Everything related to cybersecurity is advancing at a breakneck pace. So it’s no shock that in the first month of 2017, we’ve already begun to see movement with the many trends and predictions we’ve been hearing for the year ahead.

Ransomware Continues Grabbing Headlines

One of the most frequently cited trends carried over from last year is ransomware, which I (and many others) believe will still be a big and continuously evolving threat in 2017. MarketsandMarkets backed up that expectation, kicking off the year by predicting a 16.3% compound annual growth rate in the market for ransomware defense, rising from $8.16 billion in 2016 to $17.36 billion in 2021.

So far, Ransomware has lived up to expectations, retaining its prominence as a widespread threat and getting even more dangerous with doxing and DDoS functionality in many strains. Anti-malware company Emsisoft reported a sophisticated new ransomware called Spora that is now being sold on the darknet.
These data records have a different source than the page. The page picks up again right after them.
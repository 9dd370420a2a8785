//! Test suite for the listing-file parser
//!
//! Fixtures here build synthetic listing files whose numeric fields are
//! placed at the exact column windows of the variant layouts, so every test
//! exercises the same fixed-offset conventions as real simulator output.

pub mod index_tests;

use super::layout::{BudgetLayout, ColumnWindow, TimeLayout};
use std::io::Write;
use tempfile::NamedTempFile;

/// Overwrite a window of the line with right-aligned text, padding the line
/// with spaces as needed
pub fn place(line: &mut String, window: ColumnWindow, text: &str) {
    assert!(
        text.len() <= window.end - window.start,
        "fixture text '{}' does not fit window {}..{}",
        text,
        window.start,
        window.end
    );
    if line.len() < window.end {
        line.push_str(&" ".repeat(window.end - line.len()));
    }
    let padded = format!("{:>width$}", text, width = window.end - window.start);
    line.replace_range(window.start..window.end, &padded);
}

/// A block key line: the key phrase followed by the (timestep, period) pair
/// at the layout's index windows
pub fn key_line(
    key_phrase: &str,
    time_step: ColumnWindow,
    stress_period: ColumnWindow,
    ts: u32,
    sp: u32,
) -> String {
    let mut line = format!("  {}", key_phrase);
    place(&mut line, time_step, &ts.to_string());
    place(&mut line, stress_period, &sp.to_string());
    line
}

/// A budget data line: label, then cumulative and flux fields at the layout
/// windows, each preceded by its '=' separator
pub fn budget_data_line(
    layout: &BudgetLayout,
    label: &str,
    cumulative: &str,
    flux: &str,
) -> String {
    let mut line = String::new();
    let eq1 = layout.cumulative.start - 2;
    let eq2 = layout.flux.start - 2;
    place(&mut line, ColumnWindow::new(0, eq1 - 1), label);
    place(&mut line, ColumnWindow::new(eq1, eq1 + 1), "=");
    place(&mut line, layout.cumulative, cumulative);
    place(&mut line, ColumnWindow::new(eq2, eq2 + 1), "=");
    place(&mut line, layout.flux, flux);
    line
}

/// One entry of a synthetic budget block
pub struct EntrySpec<'a> {
    pub label: &'a str,
    pub out_side: bool,
    pub flux: &'a str,
    pub cumulative: &'a str,
}

/// A full budget block in realistic shape: key line, section headers, the
/// in-side entries, the OUT: marker, the out-side entries, and the closing
/// percent-discrepancy line
pub fn budget_block(layout: &BudgetLayout, ts: u32, sp: u32, entries: &[EntrySpec]) -> String {
    // With extra header lines the (ts, sp) pair sits on the last skipped
    // line instead of the key line itself.
    let mut lines = Vec::new();
    if layout.header_lines == 0 {
        lines.push(key_line(
            &layout.key_phrase,
            layout.time_step,
            layout.stress_period,
            ts,
            sp,
        ));
    } else {
        lines.push(format!("  {}", layout.key_phrase));
        for _ in 1..layout.header_lines {
            lines.push(String::new());
        }
        let mut header = String::new();
        place(&mut header, layout.time_step, &ts.to_string());
        place(&mut header, layout.stress_period, &sp.to_string());
        lines.push(header);
    }
    lines.push(String::new());
    lines.push("     CUMULATIVE VOLUMES      L**3       RATES FOR THIS TIME STEP      L**3/T".to_string());
    lines.push("     ------------------                 -------------------------".to_string());
    lines.push(String::new());
    lines.push("           IN:                                      IN:".to_string());
    lines.push("           ---                                      ---".to_string());

    let mut reached_out = false;
    for entry in entries {
        if entry.out_side && !reached_out {
            lines.push(String::new());
            lines.push("          OUT:                                     OUT:".to_string());
            lines.push("          ----                                     ----".to_string());
            reached_out = true;
        }
        lines.push(budget_data_line(
            layout,
            entry.label,
            entry.cumulative,
            entry.flux,
        ));
    }

    lines.push(String::new());
    lines.push(budget_data_line(layout, "IN - OUT", "0.0000", "0.0000"));
    lines.push(String::new());
    lines.push(budget_data_line(
        layout,
        "PERCENT DISCREPANCY",
        "0.00",
        "0.00",
    ));
    lines.push(String::new());
    lines.join("\n") + "\n"
}

/// A full time-summary block with the five-unit header and separator
pub fn time_block(
    layout: &TimeLayout,
    ts: u32,
    sp: u32,
    step_length_days: &str,
    period_time_days: &str,
    elapsed_days: &str,
) -> String {
    let mut lines = vec![key_line(
        &layout.key_phrase,
        layout.time_step,
        layout.stress_period,
        ts,
        sp,
    )];
    lines.push(format!(
        "{:<20}{}",
        "",
        crate::constants::TIME_UNITS_HEADER
    ));
    lines.push(format!("{:<20}{}", "", "-".repeat(59)));
    lines.push(time_data_line("TIME STEP LENGTH", step_length_days));
    lines.push(time_data_line("STRESS PERIOD TIME", period_time_days));
    lines.push(time_data_line("TOTAL TIME", elapsed_days));
    lines.push(String::new());
    lines.join("\n") + "\n"
}

/// One time-table data line: label, then the five unit columns starting at
/// the value region, with the given value in the DAYS column
pub fn time_data_line(label: &str, days: &str) -> String {
    format!(
        "{:>19} {:>11} {:>11} {:>11} {:>11} {:>15}",
        label, "8.6400E+04", "1440.0", "24.000", days, "2.7378E-03"
    )
}

/// Interleave one budget block and one time block per (ts, sp) pair, the way
/// a simulator writes them
pub fn standard_listing(layout: &BudgetLayout, time_layout: &TimeLayout, blocks: u32) -> String {
    let mut content = String::from("                          MODFLOW-2005\n\n");
    for ts in 1..=blocks {
        content.push_str(&budget_block(
            layout,
            ts,
            1,
            &[
                EntrySpec {
                    label: "STORAGE",
                    out_side: false,
                    flux: &format!("{:.4}", ts as f64),
                    cumulative: &format!("{:.4}", 10.0 * ts as f64),
                },
                EntrySpec {
                    label: "WELLS",
                    out_side: true,
                    flux: &format!("{:.4}", 2.0 * ts as f64),
                    cumulative: &format!("{:.4}", 20.0 * ts as f64),
                },
            ],
        ));
        content.push_str(&time_block(
            time_layout,
            ts,
            1,
            "1.0000",
            &format!("{:.4}", ts as f64),
            &format!("{:.4}", ts as f64),
        ));
    }
    content
}

/// Write content to a tempfile-backed listing
pub fn write_listing(content: &str) -> NamedTempFile {
    let mut file = NamedTempFile::new().unwrap();
    file.write_all(content.as_bytes()).unwrap();
    file.flush().unwrap();
    file
}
KillDisk, a powerful and compact software utility that can completely and securely destroy all data on hard drives and flash devices, has been developed into a ransomware package for both Linux and Windows systems. Unfortunately, victims of KillDisk have not gotten their files back – even after paying up. A variant of the Petya ransomware, called GoldenEye, has appeared in attacks targeting HR departments, playing off that industry’s propensity for opening email attachments. That’s just a sampling of what’s happened this month, and there’s surely more to come.

IoT Security Concerns on the Rise

Vulnerabilities related to the internet of things (IoT) is another big trend we’ve been hearing about. A whole range of smart devices can be used to take advantage of consumers, take down companies through DDoS attacks and blackmail, and even provide a myriad of new endpoints thorough which attackers can gain access to a network. Even the smallest devices today can (and will) be connected to the internet and controlled from a centralized location, making them a potential target for a cyberattack. The economics of manufacturing these small devices often makes security an afterthought, so communication protocols between those devices are often unencrypted and easily compromised. We’ve already seen how IoT can enable DDoS attacks and the damage those attacks can cause, but the real potential of IoT vulnerabilities is much more severe.
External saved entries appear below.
//! Series assembler
//!
//! Drives the block locator and extractors into the ordered incremental and
//! cumulative tables. The budget-entry schema is established exactly once,
//! from the first successfully parsed block; later blocks are written into
//! the established slots, with absent keys left as NaN and unknown keys
//! dropped. Timing data comes from a second, independent index pass keyed on
//! the time-summary phrase and is merged by row position.

use super::budget::{BudgetEntryValue, extract_budget};
use super::index::{IndexSpec, build_index};
use super::layout::{BudgetLayout, ListingVariant, TimeLayout};
use super::reader::ListingReader;
use super::time::{TimeBlockValues, extract_time};
use crate::app::models::{BlockLocation, BudgetTable, LoadedListing, TimeSummary};
use crate::{Error, Result};
use std::path::{Path, PathBuf};
use tracing::{debug, info, warn};

/// A listing file bound to one variant layout, ready to load
///
/// Construction fails fast when the file does not exist. Loading consumes
/// nothing: the same value can be loaded again and yields identical tables.
#[derive(Debug, Clone)]
pub struct ListingFile {
    path: PathBuf,
    variant: ListingVariant,
}

impl ListingFile {
    /// Bind a listing file path to a variant layout
    pub fn new(path: impl Into<PathBuf>, variant: ListingVariant) -> Result<Self> {
        let path = path.into();
        if !path.exists() {
            return Err(Error::file_not_found(path.display().to_string()));
        }
        Ok(Self { path, variant })
    }

    /// Path of the listing file
    pub fn path(&self) -> &Path {
        &self.path
    }

    /// Variant layout the file is bound to
    pub fn variant(&self) -> ListingVariant {
        self.variant
    }

    /// Load the budget and timing tables
    ///
    /// `max_entries` caps the number of report blocks indexed, for previewing
    /// very large files.
    pub fn load(&self, max_entries: Option<usize>) -> Result<LoadedListing> {
        let mut assembler = SeriesAssembler::new(
            &self.path,
            self.variant.budget_layout(),
            self.variant.time_layout(),
        );
        assembler.load(max_entries)
    }
}

/// The stateful assembly of one load pass
///
/// Kept separate from [`ListingFile`] so the set-once schema contract is a
/// field of the pass, not of the file binding.
pub struct SeriesAssembler {
    path: PathBuf,
    budget_layout: BudgetLayout,
    time_layout: TimeLayout,
    entries: Option<Vec<String>>,
}

impl SeriesAssembler {
    pub fn new(path: &Path, budget_layout: BudgetLayout, time_layout: TimeLayout) -> Self {
        Self {
            path: path.to_path_buf(),
            budget_layout,
            time_layout,
            entries: None,
        }
    }

    /// Establish the budget-entry schema from the first parsed block
    ///
    /// Signals a usage-contract violation when the schema was already set.
    pub fn establish_schema(&mut self, first_block: &[BudgetEntryValue]) -> Result<()> {
        if let Some(entries) = &self.entries {
            return Err(Error::entries_already_set(entries.clone()));
        }
        self.entries = Some(first_block.iter().map(|e| e.key.clone()).collect());
        Ok(())
    }

    /// Budget-entry schema, once established
    pub fn entries(&self) -> Option<&[String]> {
        self.entries.as_deref()
    }

    /// Run the full load: budget index pass, per-block extraction, and the
    /// independent time pass, producing the assembled tables
    pub fn load(&mut self, max_entries: Option<usize>) -> Result<LoadedListing> {
        let index = self.build_budget_index(max_entries)?;
        if index.is_empty() {
            return Err(Error::no_budget_blocks(
                self.path.display().to_string(),
                self.budget_layout.key_phrase.clone(),
            ));
        }
        info!(
            "indexed {} budget blocks in {}",
            index.len(),
            self.path.display()
        );

        let mut reader = ListingReader::open(&self.path)?;

        // First block establishes the schema; an unreadable first block means
        // nothing downstream has a column layout to write into.
        let first_block = extract_budget(&mut reader, &self.budget_layout, &index[0])?
            .ok_or_else(|| Error::first_block_unreadable(self.path.display().to_string()))?;
        self.establish_schema(&first_block)?;
        let entries = self.entries.clone().expect("schema just established");

        let mut incremental = BudgetTable::with_entries(entries.clone());
        let mut cumulative = BudgetTable::with_entries(entries.clone());

        for location in &index {
            let block = extract_budget(&mut reader, &self.budget_layout, location)?;
            push_block_row(&mut incremental, &mut cumulative, &entries, block, location);
        }
        drop(reader);

        // Independent pass over the time-summary blocks, merged by position.
        let time_summary = self.load_time_summary(max_entries)?;
        merge_elapsed_time(&mut incremental, &mut cumulative, &time_summary);

        Ok(LoadedListing {
            incremental,
            cumulative,
            time_summary,
            index,
        })
    }

    fn build_budget_index(&self, max_entries: Option<usize>) -> Result<Vec<BlockLocation>> {
        let mut reader = ListingReader::open(&self.path)?;
        let spec = IndexSpec {
            key_phrase: self.budget_layout.key_phrase.clone(),
            header_lines: self.budget_layout.header_lines,
            time_step: self.budget_layout.time_step,
            stress_period: self.budget_layout.stress_period,
        };
        build_index(&mut reader, &spec, max_entries)
    }

    /// Index and extract the time-summary blocks with their own layout
    pub fn load_time_summary(&self, max_entries: Option<usize>) -> Result<TimeSummary> {
        let mut reader = ListingReader::open(&self.path)?;
        let spec = IndexSpec {
            key_phrase: self.time_layout.key_phrase.clone(),
            header_lines: 0,
            time_step: self.time_layout.time_step,
            stress_period: self.time_layout.stress_period,
        };
        let time_index = build_index(&mut reader, &spec, max_entries)?;

        let mut summary = TimeSummary::with_capacity(time_index.len());
        for location in &time_index {
            let TimeBlockValues {
                step_length,
                period_time,
                elapsed_time,
            } = extract_time(&mut reader, &self.time_layout, location)?;
            summary.push(step_length, period_time, elapsed_time);
        }
        Ok(summary)
    }
}

/// Append one block's values as a row of both tables
///
/// A degraded block (`None`) writes NaN into every schema slot. Keys absent
/// from a later block stay NaN for that row; keys outside the established
/// schema are dropped.
fn push_block_row(
    incremental: &mut BudgetTable,
    cumulative: &mut BudgetTable,
    entries: &[String],
    block: Option<Vec<BudgetEntryValue>>,
    location: &BlockLocation,
) {
    let row = incremental.len();

    for key in entries {
        incremental.values.get_mut(key).expect("schema key").push(f64::NAN);
        cumulative.values.get_mut(key).expect("schema key").push(f64::NAN);
    }
    incremental.totim.push(f64::NAN);
    cumulative.totim.push(f64::NAN);
    incremental.time_step.push(location.time_step);
    cumulative.time_step.push(location.time_step);
    incremental.stress_period.push(location.stress_period);
    cumulative.stress_period.push(location.stress_period);

    let Some(block) = block else {
        return;
    };

    for entry in block {
        match incremental.values.get_mut(&entry.key) {
            Some(column) => {
                column[row] = entry.flux;
                cumulative.values.get_mut(&entry.key).expect("parallel schema")[row] =
                    entry.cumulative;
            }
            None => {
                debug!(
                    "dropping entry '{}' outside established schema at ts,sp {},{}",
                    entry.key, location.time_step, location.stress_period
                );
            }
        }
    }
}

/// Merge the time pass into the budget tables by row position
///
/// Budget and time blocks occur once per timestep in matching file order by
/// construction; that alignment is not verified against the (timestep,
/// period) pairs, so a count mismatch is flagged and padded, never realigned.
fn merge_elapsed_time(
    incremental: &mut BudgetTable,
    cumulative: &mut BudgetTable,
    time_summary: &TimeSummary,
) {
    let rows = incremental.len();
    if time_summary.len() != rows {
        warn!(
            "time-summary blocks ({}) do not match budget blocks ({}); merging by position",
            time_summary.len(),
            rows
        );
    }
    for row in 0..rows {
        let totim = time_summary
            .elapsed_time
            .get(row)
            .copied()
            .unwrap_or(f64::NAN);
        incremental.totim[row] = totim;
        cumulative.totim[row] = totim;
    }
}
The FDA recently posted a cybersecurity notice on its website, warning that certain pacemakers, specifically St. Jude Medical’s Merlin@home Transmitters, were vulnerable to being hacked. According to the FDA, a hacker could “remotely access a patient’s RF-enabled implanted cardiac device by altering the Merlin@home Transmitter,” and “the altered Merlin@home Transmitter could then be used to modify programming commands to the implanted device, which could result in rapid battery depletion and/or administration of inappropriate pacing or shocks.”
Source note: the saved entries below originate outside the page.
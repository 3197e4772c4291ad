mod account;
pub use account::AccountView;

mod share;
pub use share::SharePageView;
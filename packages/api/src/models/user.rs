//! # User model
//!
//! Defines the two representations of a Linkpage user:
//!
//! ## [`User`] (server only)
//!
//! The complete database row from the `users` table. It derives [`sqlx::FromRow`] so it
//! can be loaded directly from queries and contains every column:
//!
//! - `id` — primary key (`UUID v4`).
//! - `email`, `name` — profile fields edited through the account settings cards.
//! - `avatar` — the compressed profile picture as a base64 data URL, or `NULL` when
//!   the user has never uploaded one.
//! - `created_at` / `updated_at` — audit timestamps.
//!
//! The [`User::to_info`] method projects this into a [`UserInfo`].
//!
//! ## [`UserInfo`]
//!
//! A client-safe subset that is `Serialize + Deserialize + PartialEq` and can cross the
//! server/client boundary via Dioxus server functions. It omits the timestamps and
//! converts the `Uuid` to a `String` so it works in WASM. The helper
//! [`UserInfo::display_name`] returns the user's name or falls back to their email
//! address.

use serde::{Deserialize, Serialize};

#[cfg(feature = "server")]
use chrono::{DateTime, Utc};
#[cfg(feature = "server")]
use sqlx::FromRow;
#[cfg(feature = "server")]
use uuid::Uuid;

/// Full user record from the database.
#[cfg(feature = "server")]
#[derive(Debug, Clone, FromRow)]
pub struct User {
    pub id: Uuid,
    pub email: String,
    pub name: Option<String>,
    pub avatar: Option<String>,
    pub created_at: DateTime<Utc>,
    pub updated_at: DateTime<Utc>,
}

#[cfg(feature = "server")]
impl User {
    /// Convert to UserInfo for client consumption.
    pub fn to_info(&self) -> UserInfo {
        UserInfo {
            id: self.id.to_string(),
            email: self.email.clone(),
            name: self.name.clone(),
            avatar: self.avatar.clone(),
        }
    }
}

/// User information safe to send to the client.
#[derive(Debug, Clone, Serialize, Deserialize, PartialEq)]
pub struct UserInfo {
    pub id: String,
    pub email: String,
    pub name: Option<String>,
    pub avatar: Option<String>,
}

impl UserInfo {
    /// Get display name, falling back to email if name is not set.
    pub fn display_name(&self) -> &str {
        self.name.as_deref().unwrap_or(&self.email)
    }
}

#[cfg(test)]
mod tests {
    use super::*;

    #[test]
    fn test_display_name_falls_back_to_email() {
        let mut info = UserInfo {
            id: "1".to_string(),
            email: "ada@example.com".to_string(),
            name: None,
            avatar: None,
        };
        assert_eq!(info.display_name(), "ada@example.com");

        info.name = Some("Ada".to_string());
        assert_eq!(info.display_name(), "Ada");
    }
}
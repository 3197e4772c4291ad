//! Session access for the current-user lookup.
//!
//! Linkpage only reads the session: establishing it (login, OAuth, whatever the
//! deployment uses) is an external collaborator's job.

mod session;

pub use session::SESSION_USER_ID_KEY;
Will Biometric Authentication Gain Mainstream Acceptance in 2017?

Enhanced authentication has also been a big prediction or 2017, with new smartphone-based authentication methods expected to enter the market. Enrollment and deployment have been major challenges when it comes to biometric security, but since most smartphone users in 2017 will have a fingerprint scanner, iris scanner, or voice recognition tool in the palm of their hand, the barriers to biometric authentication are rapidly disappearing.

Unfortunately, while the barriers to biometric authentication are disappearing, new vulnerabilities are emerging just as quickly. We’ve already seen that stealing fingerprints can be easily achieve with low-tech tools like gummy bears, and now we’re hearing that it might be even easier than that. Japan's National Institute for Informatics (NII) reported in January that flashing a peace sign in a photo may also put your biometric data at risk. According to Isao Echizu, professor of NII's digital content and media sciences research division (as translated by the International Business Times): “Even if you just casually show the peace sign to the camera, your fingerprint can be stolen.”

What Will Happen Next?

With so many trends showing teeth so early in the year, we’re left to wonder what else is to come. Most companies still can't face the volume and sophistication of cybersecurity alerts they get, which means they’re often playing catch up on potential attacks flagged months or years prior. With each passing year, it seems that newly-uncovered hacks and the number of users impacted grow larger and larger. One big prediction for 2017 that we haven’t seen come true yet is that we'll have a new major breach. Chances are very good that a breach like that has already occurred. So the big questions that remain are, when will we hear about it, and how did it occur?